Ward of court system does not protect vulnerable adults - HSE
Wardship system will be replaced with radical assisted decision-making scheme
Patricia Rickard-Clarke: welcomes the ending of wardship, describing it as “paternalistic” and “archaic”. Photograph: Eric Luke
The HSE National Safeguarding Committee, which promotes the rights of adults who may be vulnerable, will recommend substantial changes in the current system of wards of court when it launches its major review of the system on Thursday.
According to the report, the current system does not take sufficient account of the will and preferences of the individual and relies too much on a belief that families and professionals will always act in the best interests of vulnerable adults.
Under the recent Assisted Decision-Making (Capacity) Act, the wardship system is to be gradually wound up and will be replaced by a radical new assisted decision-making scheme. In the interim, however, the number of applications for wardship is rising and there is a dearth of appropriate facilities for them.
A ward of court is someone who is deemed by the court to lack capacity to make decisions for himself or herself, and the court steps in to act as agent for the person.
The current ward of court system was set up before the foundation of the State for people of “unsound mind”. There are contrasting views of it. It is either seen as a Victorian-era paternalistic system that fails to respect the dignity and equal legal rights of vulnerable people, or a necessary procedure to protect people who are incapable of making decisions in their best interests about their health or finances.
Justice for Wards, a group of mainly family members set up to advocate for wards, along with the HSE committee, set up to inform and influence policies affecting vulnerable people, have voiced concern about the adequacy of protection of human rights of wards under the existing wardship system. Such concerns are intended to be addressed by the recent legislation.
End of system
The Act will end the wards system, reform enduring power-of-attorney provisions and formally recognise Advance Healthcare Directives (AHDs) or “living wills” – where people set out their medical treatment preferences, including refusal of treatment considered futile, if they lose decision-making capacity in the future.
Two important elements of the Act are already being implemented – those providing for the establishment of the office of director of the new Decision Support Service and the making of AHDs.
While a spokesman for the Department of Justice was unable to say exactly when full commencement of the Act will happen, promoters of the Act hope the appointment last autumn of solicitor Áine Flynn, a partner in Dublin-based KOD Lyons with a background in human rights law, as the director of the Decision Support Service will “kick-start” the implementation of other key provisions.

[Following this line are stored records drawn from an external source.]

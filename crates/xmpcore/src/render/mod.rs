//! Diagnostic text dumps
//!
//! Every dump writes through a text sink, `&mut dyn FnMut(&str)`, so callers
//! can collect into a `String`, print, or forward to a log.

pub mod options_dump;
pub mod tree_dump;

pub use options_dump::{dump_options, format_options};
pub use tree_dump::{dump_clear_string, dump_namespaces, dump_object};
use crate::model::PropertyTree;

use super::invariants;

/// Validate the entire property tree
///
/// Runs every structural check and writes one line per anomaly to `out`.
/// Anomalies are never raised as errors; this is a diagnostic aid meant to
/// run after mutations in tests and verification builds. The checks are:
///
/// 1. The root has no value and no qualifiers
/// 2. Root children are schema nodes without qualifiers
/// 3. Only struct, array and schema nodes have children
/// 4. Struct and array nodes have no value
/// 5. Array children are named `[]`, struct and schema children are not
/// 6. `hasLang` is set exactly when `xml:lang` is the first qualifier
/// 7. Children and qualifiers point back at their owner
/// 8. Qualifiers carry the qualifier kind and are never named `[]`
///
/// # Returns
/// The number of anomalies reported.
pub fn validate_tree(tree: &PropertyTree, out: &mut dyn FnMut(&str)) -> usize {
    let findings = invariants::find_anomalies(tree);
    for finding in &findings {
        out(&format!("{}: {}\n", finding.location, finding.anomaly));
    }
    if !findings.is_empty() {
        tracing::debug!(anomaly_count = findings.len(), "property tree failed validation");
    }
    findings.len()
}

/// Whether the tree passes every structural check
pub fn is_consistent(tree: &PropertyTree) -> bool {
    invariants::find_anomalies(tree).is_empty()
}
//! Structured logging facility for xmpcore
//!
//! This module provides:
//! - Single initialization point via `init(profile)`
//! - Structured logging macros (`log_op_start!`, `log_op_end!`, `log_op_error!`)
//! - Test capture mode for deterministic assertions
//!
//! Logging is separate from the diagnostic text channel used by the tree and
//! namespace dumps, which always write through a caller-supplied closure.
//!
//! # Usage
//!
//! ```rust
//! use xmpcore::logging_facility::{init, Profile};
//!
//! // Initialize once at application startup
//! init(Profile::Development);
//! ```

pub mod init;
pub mod macros;
pub mod test_capture;

pub use init::{init, Profile};
pub use test_capture::{init_test_capture, CapturedEvent, TestCapture};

Sarah Lennon of Inclusion Ireland, which advocates for the rights of the intellectually disabled, is anxious for speedy implementation of the provisions ending wardship and those dealing with nonwards who need decision-making support. Inclusion Ireland favours a “right-based approach” of choice, control and consent, she stresses.
The Act stipulates the wardship system will be unwound within three years of its commencement, a process likely to be complex as the numbers in wardship have increased steadily year on year over the past five years. In 2016, 311 people were made wards, up from 237 in 2015. Two hundred and twenty were also discharged from wardship, whether through death or being deemed to have recovered capacity to make decisions.
‘Paternalistic and archaic’
Following review, all wards will be discharged from wardship and those with outstanding capacity issues will be placed under the Assisted Decision-Making (Capacity) Act procedures. A ward-of-court system for young people aged under 18 will remain in place.
Solicitor Patricia Rickard-Clarke, a former member of the Law Reform Commission who chairs the HSE committee, and Sage, the support and advocacy service for older people, “absolutely” welcomes the ending of wardship, describing it as “paternalistic”, “archaic” and contrary to the spirit and intent of the UN Convention on the Rights of People with Disabilities.
She says the focus will no longer be on an individual’s best interests as decided by others but on establishing the wishes and preferences of the individuals themselves, and providing necessary support and assistance for decision making where required, she says.
Many of those involved in wardship cases are enthusiastic about the new Act but some believe its full implementation will take years, not months. Some remain supportive of wardship and have argued the functional test for capacity is unduly complicated, may not work in practice and could lead to additional stress for those affected.